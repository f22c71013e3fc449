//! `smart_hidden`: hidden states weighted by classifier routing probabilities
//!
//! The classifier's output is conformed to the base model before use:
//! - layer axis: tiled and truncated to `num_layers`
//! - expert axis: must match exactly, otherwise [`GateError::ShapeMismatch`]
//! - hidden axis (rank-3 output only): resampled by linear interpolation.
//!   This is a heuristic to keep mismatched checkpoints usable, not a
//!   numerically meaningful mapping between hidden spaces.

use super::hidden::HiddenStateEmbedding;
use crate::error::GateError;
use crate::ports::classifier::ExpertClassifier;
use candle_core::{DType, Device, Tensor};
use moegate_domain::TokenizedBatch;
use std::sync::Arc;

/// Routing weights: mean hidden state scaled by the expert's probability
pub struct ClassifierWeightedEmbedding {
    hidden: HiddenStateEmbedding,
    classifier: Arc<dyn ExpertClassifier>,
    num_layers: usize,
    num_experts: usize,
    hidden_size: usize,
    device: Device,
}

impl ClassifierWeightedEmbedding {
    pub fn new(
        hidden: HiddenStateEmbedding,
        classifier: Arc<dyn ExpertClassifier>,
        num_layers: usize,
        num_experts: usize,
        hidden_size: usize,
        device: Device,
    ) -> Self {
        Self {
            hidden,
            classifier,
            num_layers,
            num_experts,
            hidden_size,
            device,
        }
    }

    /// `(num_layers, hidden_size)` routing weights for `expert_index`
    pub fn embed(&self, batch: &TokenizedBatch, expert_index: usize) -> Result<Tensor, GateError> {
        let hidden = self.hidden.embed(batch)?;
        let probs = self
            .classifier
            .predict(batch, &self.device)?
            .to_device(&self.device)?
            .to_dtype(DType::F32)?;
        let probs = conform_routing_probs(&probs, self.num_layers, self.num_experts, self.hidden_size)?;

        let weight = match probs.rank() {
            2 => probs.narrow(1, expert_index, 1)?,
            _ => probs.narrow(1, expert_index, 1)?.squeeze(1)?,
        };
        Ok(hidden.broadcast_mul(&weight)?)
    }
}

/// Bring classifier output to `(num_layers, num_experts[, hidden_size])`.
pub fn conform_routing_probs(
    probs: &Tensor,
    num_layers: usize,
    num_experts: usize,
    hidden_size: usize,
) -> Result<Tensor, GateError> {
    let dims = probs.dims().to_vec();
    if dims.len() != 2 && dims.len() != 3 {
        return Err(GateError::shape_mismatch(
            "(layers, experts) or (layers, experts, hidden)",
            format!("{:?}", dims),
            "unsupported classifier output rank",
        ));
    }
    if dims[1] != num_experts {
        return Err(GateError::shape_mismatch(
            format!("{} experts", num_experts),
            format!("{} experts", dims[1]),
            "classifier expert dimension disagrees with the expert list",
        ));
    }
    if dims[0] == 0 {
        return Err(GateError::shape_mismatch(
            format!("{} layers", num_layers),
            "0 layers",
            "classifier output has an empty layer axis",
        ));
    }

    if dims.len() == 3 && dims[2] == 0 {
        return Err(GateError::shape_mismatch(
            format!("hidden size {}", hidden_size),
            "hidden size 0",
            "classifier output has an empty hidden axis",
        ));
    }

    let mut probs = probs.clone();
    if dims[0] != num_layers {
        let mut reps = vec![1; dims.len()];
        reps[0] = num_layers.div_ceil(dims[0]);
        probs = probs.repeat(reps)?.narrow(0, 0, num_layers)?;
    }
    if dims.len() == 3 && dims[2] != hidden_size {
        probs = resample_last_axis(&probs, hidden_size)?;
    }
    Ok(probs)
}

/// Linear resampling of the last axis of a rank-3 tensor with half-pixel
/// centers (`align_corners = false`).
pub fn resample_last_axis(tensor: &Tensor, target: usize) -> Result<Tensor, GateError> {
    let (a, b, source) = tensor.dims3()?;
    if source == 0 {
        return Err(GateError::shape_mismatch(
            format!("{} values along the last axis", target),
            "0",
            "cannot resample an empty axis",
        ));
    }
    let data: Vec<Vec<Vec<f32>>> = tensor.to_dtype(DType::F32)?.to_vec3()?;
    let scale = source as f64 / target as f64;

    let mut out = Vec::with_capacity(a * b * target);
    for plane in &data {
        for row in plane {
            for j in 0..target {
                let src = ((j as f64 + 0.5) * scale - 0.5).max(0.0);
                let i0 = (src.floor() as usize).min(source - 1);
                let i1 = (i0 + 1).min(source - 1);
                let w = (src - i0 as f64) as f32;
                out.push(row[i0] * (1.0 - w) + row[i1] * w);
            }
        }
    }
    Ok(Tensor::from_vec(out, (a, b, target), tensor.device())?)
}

:::

Work required: Could you show every line of the material that includes the string "weights"?

Task answer:
/// Routing weights: mean hidden state scaled by the expert's probability
    /// `(num_layers, hidden_size)` routing weights for `expert_index`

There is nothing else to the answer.